Même si depuis Toy Story, véritable pierre philosophale de l’animation moderne, le studio renvoie plus l’image de premier de la classe que du nerd bizarre mais hyper-créatif à la Tim Burton, il n’en reste pas moins que chaque film, et Les Indestructibles 2 est impeccable sur ce point, balance aussi pas mal de poil à gratter sur les us et coutumes de nos cousins d’Outre-Atlantique. En effet, sous le vernis somptueux d’une animation qui parfois dépasse l’entendement – à maintes reprises, l’hyperréalisme du rendu visuel m’a plongé dans la perplexité et l’émerveillement genre « p’tin, mais comment peuvent-ils faire ça ?!? » – le scénario cousu main de Brad “Ratatouille” Bird fait aussi mouche et donne au film une modernité et une pertinence qui n’a rien à envier aux films indés étiquetés Sundance héritiers de la contre-culture post-hippie.

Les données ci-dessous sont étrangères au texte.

#![forbid(unsafe_code)]

//! Fade-in of cards and stat tiles as they scroll into view. Children of the
//! grid containers reveal with a per-position delay.

use folio_core::config::RevealConfig;
use folio_core::element::{ElementId, ObserverId};
use folio_core::event::PageEvent;
use folio_core::page::IntersectionOptions;

use crate::behavior::{Behavior, Cmd, Context, Slot};

pub const FADE_IN_CLASS: &str = "fade-in";
pub const VISIBLE_CLASS: &str = "visible";

#[derive(Debug)]
pub struct RevealController {
    config: RevealConfig,
    observer: Option<ObserverId>,
    targets: Vec<ElementId>,
}

impl RevealController {
    #[must_use]
    pub fn new(config: RevealConfig) -> Self {
        Self {
            config,
            observer: None,
            targets: Vec::new(),
        }
    }

    #[must_use]
    pub fn targets(&self) -> &[ElementId] {
        &self.targets
    }

    fn reveal(&self, el: ElementId, cx: &mut Context<'_>) {
        let page = cx.page();
        page.add_class(el, VISIBLE_CLASS);

        let Some(parent) = page.parent(el) else {
            return;
        };
        if !self
            .config
            .grid_classes
            .iter()
            .any(|class| page.has_class(parent, class))
        {
            return;
        }
        let Some(index) = page.children(parent).iter().position(|&c| c == el) else {
            return;
        };
        let delay = index as u64 * self.config.stagger_ms;
        page.set_style(el, "transition-delay", &format!("{delay}ms"));
    }
}

impl Behavior for RevealController {
    fn slot(&self) -> Slot {
        Slot::Reveal
    }

    fn start(&mut self, cx: &mut Context<'_>) -> Cmd {
        let page = cx.page();
        self.targets = page.query_all(&self.config.selector);
        let observer = page.create_observer(
            IntersectionOptions::new(self.config.threshold)
                .with_root_margin(self.config.root_margin.clone()),
        );
        for &el in &self.targets {
            if !page.has_class(el, FADE_IN_CLASS) {
                page.add_class(el, FADE_IN_CLASS);
            }
            page.observe(observer, el);
        }
        self.observer = Some(observer);
        tracing::debug!(targets = self.targets.len(), "reveal observer armed");
        Cmd::None
    }

    fn on_event(&mut self, event: &PageEvent, cx: &mut Context<'_>) -> Cmd {
        if let PageEvent::Intersection { observer, entries } = event
            && Some(*observer) == self.observer
        {
            for entry in entries.iter().filter(|e| e.is_intersecting) {
                self.reveal(entry.target, cx);
            }
        }
        Cmd::None
    }

    fn stop(&mut self, cx: &mut Context<'_>) {
        if let Some(observer) = self.observer.take() {
            cx.page().disconnect(observer);
        }
    }
}
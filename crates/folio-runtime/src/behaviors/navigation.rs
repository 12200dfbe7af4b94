#![forbid(unsafe_code)]

//! In-page navigation: smooth scrolling to sections on link click, and
//! highlighting the link of the section under the navbar while scrolling.
//!
//! When the page has no native smooth scrolling the controller animates the
//! scroll itself, one [`Tween`] step per animation frame.

use core::time::Duration;

use folio_core::config::NavigationConfig;
use folio_core::element::ElementId;
use folio_core::event::PageEvent;
use folio_core::page::ScrollBehavior;

use crate::animation::Tween;
use crate::behavior::{Behavior, Cmd, Context, Slot};
use crate::scheduler::TaskHandle;

/// Class marking the current section's link.
pub const ACTIVE_CLASS: &str = "active";

/// Vertical extent of a section.
#[derive(Debug, Clone, Copy, PartialEq)]
pub struct SectionBox {
    pub top: f64,
    pub height: f64,
}

impl SectionBox {
    #[must_use]
    pub fn contains(&self, y: f64) -> bool {
        y >= self.top && y < self.top + self.height
    }
}

/// Index of the section containing `focus_y`. Overlaps resolve to the last
/// matching section in document order.
#[must_use]
pub fn active_section(sections: &[SectionBox], focus_y: f64) -> Option<usize> {
    sections.iter().rposition(|s| s.contains(focus_y))
}

#[derive(Debug, Clone, Copy)]
struct ScrollAnimation {
    tween: Tween,
    frame: TaskHandle,
}

#[derive(Debug)]
pub struct NavigationController {
    config: NavigationConfig,
    links: Vec<ElementId>,
    sections: Vec<ElementId>,
    scroll: Option<ScrollAnimation>,
}

impl NavigationController {
    #[must_use]
    pub fn new(config: NavigationConfig) -> Self {
        Self {
            config,
            links: Vec::new(),
            sections: Vec::new(),
            scroll: None,
        }
    }

    #[must_use]
    pub fn links(&self) -> &[ElementId] {
        &self.links
    }

    /// Whether a frame-driven scroll is in flight.
    #[must_use]
    pub fn is_scrolling(&self) -> bool {
        self.scroll.is_some()
    }

    /// Mark the link of the section under the navbar as active.
    pub fn update_active_link(&mut self, cx: &mut Context<'_>) {
        let page = cx.page();
        let focus_y = page.scroll_y() + self.config.focus_offset;
        let boxes: Vec<SectionBox> = self
            .sections
            .iter()
            .map(|&s| SectionBox {
                top: page.offset_top(s),
                height: page.offset_height(s),
            })
            .collect();
        let Some(index) = active_section(&boxes, focus_y) else {
            return;
        };
        let Some(id) = page.attribute(self.sections[index], "id") else {
            return;
        };
        let href = format!("#{id}");
        for &link in &self.links {
            page.remove_class(link, ACTIVE_CLASS);
            if page.attribute(link, "href").as_deref() == Some(href.as_str()) {
                page.add_class(link, ACTIVE_CLASS);
            }
        }
    }

    /// Scroll position that puts `section` just under the navbar.
    fn scroll_target(&self, section: ElementId, cx: &mut Context<'_>) -> f64 {
        let page = cx.page();
        let navbar_height = page
            .query(&self.config.navbar_selector)
            .map_or(self.config.fallback_navbar_height, |nav| {
                page.offset_height(nav)
            });
        page.offset_top(section) - navbar_height
    }

    fn scroll_to(&mut self, top: f64, cx: &mut Context<'_>) {
        if let Some(running) = self.scroll.take() {
            cx.cancel(running.frame);
        }
        if cx.page().supports_smooth_scroll() {
            cx.page().scroll_to(top, ScrollBehavior::Smooth);
            return;
        }
        let from = cx.page().scroll_y();
        let tween = Tween::new(
            from,
            top,
            cx.now(),
            Duration::from_millis(self.config.fallback_scroll_ms),
        );
        tracing::trace!(from, to = top, "frame-driven scroll");
        self.scroll = Some(ScrollAnimation {
            tween,
            frame: cx.request_frame(),
        });
    }

    fn follow_link(&mut self, link: ElementId, cx: &mut Context<'_>) {
        let href = cx.page().attribute(link, "href").unwrap_or_default();
        let section = href
            .strip_prefix('#')
            .filter(|id| !id.is_empty())
            .and_then(|id| cx.page().element_by_id(id));
        match section {
            Some(section) => {
                let top = self.scroll_target(section, cx);
                self.scroll_to(top, cx);
            }
            None => tracing::debug!(%link, %href, "nav link has no target section"),
        }
    }
}

impl Behavior for NavigationController {
    fn slot(&self) -> Slot {
        Slot::Navigation
    }

    fn start(&mut self, cx: &mut Context<'_>) -> Cmd {
        let page = cx.page();
        self.links = page.query_all(&self.config.link_selector);
        self.sections = page.query_all(&self.config.section_selector);
        for &link in &self.links {
            page.listen_click(link);
        }
        self.update_active_link(cx);
        Cmd::None
    }

    fn on_event(&mut self, event: &PageEvent, cx: &mut Context<'_>) -> Cmd {
        match event {
            PageEvent::Click { target } if self.links.contains(target) => {
                self.follow_link(*target, cx);
                Cmd::batch([Cmd::PreventDefault, Cmd::CloseMenu])
            }
            PageEvent::Scroll => {
                self.update_active_link(cx);
                Cmd::None
            }
            _ => Cmd::None,
        }
    }

    fn on_task(&mut self, task: TaskHandle, cx: &mut Context<'_>) -> Cmd {
        let Some(mut running) = self.scroll.take() else {
            return Cmd::None;
        };
        if running.frame != task {
            self.scroll = Some(running);
            return Cmd::None;
        }
        let now = cx.now();
        cx.page()
            .scroll_to(running.tween.value_at(now), ScrollBehavior::Instant);
        if !running.tween.is_done(now) {
            running.frame = cx.request_frame();
            self.scroll = Some(running);
        }
        Cmd::None
    }

    fn stop(&mut self, cx: &mut Context<'_>) {
        for &link in &self.links {
            cx.page().unlisten_click(link);
        }
        self.scroll = None;
        cx.cancel_mine();
    }
}

#[cfg(test)]
mod tests {
    use super::*;
    use crate::scheduler::Scheduler;
    use folio_core::headless::{HeadlessPage, ScrollRequest};
    use folio_core::page::Page;
    use pretty_assertions::assert_eq;

    struct Fixture {
        page: HeadlessPage,
        links: Vec<ElementId>,
        sections: Vec<ElementId>,
    }

    fn fixture() -> Fixture {
        let mut page = HeadlessPage::new();
        let body = page.body().unwrap();
        let nav = page.build(body, "nav").class("navbar").layout(0.0, 70.0).done();
        let mut links = Vec::new();
        let mut sections = Vec::new();
        for (i, id) in ["home", "about", "projects"].into_iter().enumerate() {
            links.push(
                page.build(nav, "a")
                    .class("nav-link")
                    .attr("href", &format!("#{id}"))
                    .done(),
            );
            sections.push(
                page.build(body, "section")
                    .id(id)
                    .layout(i as f64 * 500.0, 500.0)
                    .done(),
            );
        }
        Fixture {
            page,
            links,
            sections,
        }
    }

    fn active(page: &HeadlessPage, links: &[ElementId]) -> Vec<bool> {
        links.iter().map(|&l| page.has_class(l, ACTIVE_CLASS)).collect()
    }

    #[test]
    fn last_matching_section_wins() {
        let boxes = [
            SectionBox { top: 0.0, height: 400.0 },
            SectionBox { top: 300.0, height: 400.0 },
        ];
        assert_eq!(active_section(&boxes, 350.0), Some(1));
        assert_eq!(active_section(&boxes, 100.0), Some(0));
        assert_eq!(active_section(&boxes, 700.0), None);
    }

    #[test]
    fn start_highlights_current_section() {
        let Fixture { mut page, links, .. } = fixture();
        let mut s = Scheduler::new();
        let mut nav = NavigationController::new(NavigationConfig::default());
        nav.start(&mut Context::new(&mut page, &mut s, Slot::Navigation));
        assert_eq!(nav.links(), links.as_slice());
        assert_eq!(active(&page, &links), vec![true, false, false]);
        assert!(links.iter().all(|&l| page.is_listening(l)));
    }

    #[test]
    fn scrolling_moves_highlight_and_keeps_it_past_the_end() {
        let Fixture { mut page, links, .. } = fixture();
        let mut s = Scheduler::new();
        let mut nav = NavigationController::new(NavigationConfig::default());
        nav.start(&mut Context::new(&mut page, &mut s, Slot::Navigation));

        page.set_scroll_y(450.0);
        nav.on_event(&PageEvent::Scroll, &mut Context::new(&mut page, &mut s, Slot::Navigation));
        assert_eq!(active(&page, &links), vec![false, true, false]);

        page.set_scroll_y(5000.0);
        nav.on_event(&PageEvent::Scroll, &mut Context::new(&mut page, &mut s, Slot::Navigation));
        assert_eq!(active(&page, &links), vec![false, true, false]);
    }

    #[test]
    fn click_scrolls_under_navbar_and_closes_menu() {
        let Fixture {
            mut page,
            links,
            sections,
        } = fixture();
        let mut s = Scheduler::new();
        let mut nav = NavigationController::new(NavigationConfig::default());
        nav.start(&mut Context::new(&mut page, &mut s, Slot::Navigation));

        let click = page.click(links[2]).unwrap();
        let cmd = nav.on_event(&click, &mut Context::new(&mut page, &mut s, Slot::Navigation));
        assert_eq!(cmd, Cmd::Batch(vec![Cmd::PreventDefault, Cmd::CloseMenu]));
        assert_eq!(
            page.scroll_requests(),
            &[ScrollRequest {
                top: page.offset_top(sections[2]) - 70.0,
                behavior: ScrollBehavior::Smooth,
            }]
        );
    }

    #[test]
    fn dangling_link_still_closes_menu() {
        let mut page = HeadlessPage::new();
        let body = page.body().unwrap();
        let link = page.build(body, "a").class("nav-link").attr("href", "#gone").done();
        let mut s = Scheduler::new();
        let mut nav = NavigationController::new(NavigationConfig::default());
        nav.start(&mut Context::new(&mut page, &mut s, Slot::Navigation));

        let cmd = nav.on_event(
            &PageEvent::Click { target: link },
            &mut Context::new(&mut page, &mut s, Slot::Navigation),
        );
        assert_eq!(cmd, Cmd::Batch(vec![Cmd::PreventDefault, Cmd::CloseMenu]));
        assert!(page.scroll_requests().is_empty());
    }

    #[test]
    fn missing_navbar_uses_fallback_height() {
        let mut page = HeadlessPage::new();
        let body = page.body().unwrap();
        let link = page.build(body, "a").class("nav-link").attr("href", "#x").done();
        page.build(body, "section").id("x").layout(1000.0, 200.0).done();
        let mut s = Scheduler::new();
        let mut nav = NavigationController::new(NavigationConfig::default());
        nav.start(&mut Context::new(&mut page, &mut s, Slot::Navigation));

        nav.on_event(
            &PageEvent::Click { target: link },
            &mut Context::new(&mut page, &mut s, Slot::Navigation),
        );
        assert_eq!(page.scroll_requests()[0].top, 920.0);
    }

    #[test]
    fn fallback_scroll_runs_over_frames() {
        let Fixture { mut page, links, .. } = fixture();
        page.set_smooth_scroll_support(false);
        let mut s = Scheduler::new();
        let mut nav = NavigationController::new(NavigationConfig::default());
        nav.start(&mut Context::new(&mut page, &mut s, Slot::Navigation));

        nav.on_event(
            &PageEvent::Click { target: links[1] },
            &mut Context::new(&mut page, &mut s, Slot::Navigation),
        );
        assert!(nav.is_scrolling());
        assert!(page.scroll_requests().is_empty());

        let mut t = 0;
        while s.has_pending_frames() {
            t += 16;
            s.pop_due(Duration::from_millis(t));
            for due in s.take_frames() {
                nav.on_task(due.handle, &mut Context::new(&mut page, &mut s, Slot::Navigation));
            }
        }
        let requests = page.scroll_requests();
        assert!(requests.len() > 30);
        assert!(requests.iter().all(|r| r.behavior == ScrollBehavior::Instant));
        assert!(requests.windows(2).all(|w| w[0].top <= w[1].top));
        assert_eq!(requests.last().map(|r| r.top), Some(430.0));
        assert!(!nav.is_scrolling());
    }
}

Au risque de me répéter, le cinéma, même mainstream, reste un cadre. Une ouverture au débat sur la société. Et même si c’est un peu facile aujourd’hui de prôner l’émancipation de la femme par l’empowerment maintenant que l’omerta a (plus ou moins) pris fin à Hollywood suite au grand nettoyage de l’affaire Weinstein, les projecteurs sont bel et bien totalement braqués sur les personnages féminins à commencer par Helen/Elastigirl, la mère, et Violet la fille, en plein désarroi amoureux. Viennent ensuite tous les seconds couteaux (les secondes lames, devrais-je dire) de l’inénarrable Edna Mode (hommage hilarant à la célèbre costumière Edith Head qui reçut à elle seule 8 Oscars durant sa carrière) jusqu’au personnage fascinant d’Evelyn Deavor, condensé à la fois de force et d’effacement, probablement l’étude de caractère la plus intéressante de tout le scénario. Force est de constater qu’on prend un malin plaisir depuis 2/3 ans à voir surgir de passionnants personnages féminins dé-polarisés, voire dé-genrés (comme s’il n’en existait pas auparavant, ou du moins depuis la disparition des actrices du Grand Hollywood de la trempe de Lauren Bacall ou Katharine Hepburn) au détriment des sempiternels héros contemporains toutes mâchoires serrées. Et les hommes dans tout ça donc ? Eh bien, les hommes deviennent d’attendrissants faire-valoir et réalisent, tel Robert/Mr Indestructible que, pendant qu’il sauvait le monde avec plus ou moins de réussite et beaucoup de frais pour les contribuables, le métier de mère était bien un vrai rôle d’héroïne du quotidien… Le scénario de Brad Bird est donc foisonnant, faisant se catapulter dans un montage parallèle de haute voltige les péripéties spectaculaires d’Elastigirl et les déboires pathétiques de Robert, redevenu un père complètement dépassé par les pouvoirs polymorphes imprévisibles du petit dernier, les élans gaffeurs du second et l’entrée dans l’adolescence de l’aînée. Calibré à la fois pour les jeunes et pour les adultes, personne n’est en reste et le film divertit par son lot de poursuites, de combats et de blagues aussi bien qu’il stimule souvent par le degré de sagacité dont fait preuve une nouvelle fois Brad Bird en tant que dialoguiste.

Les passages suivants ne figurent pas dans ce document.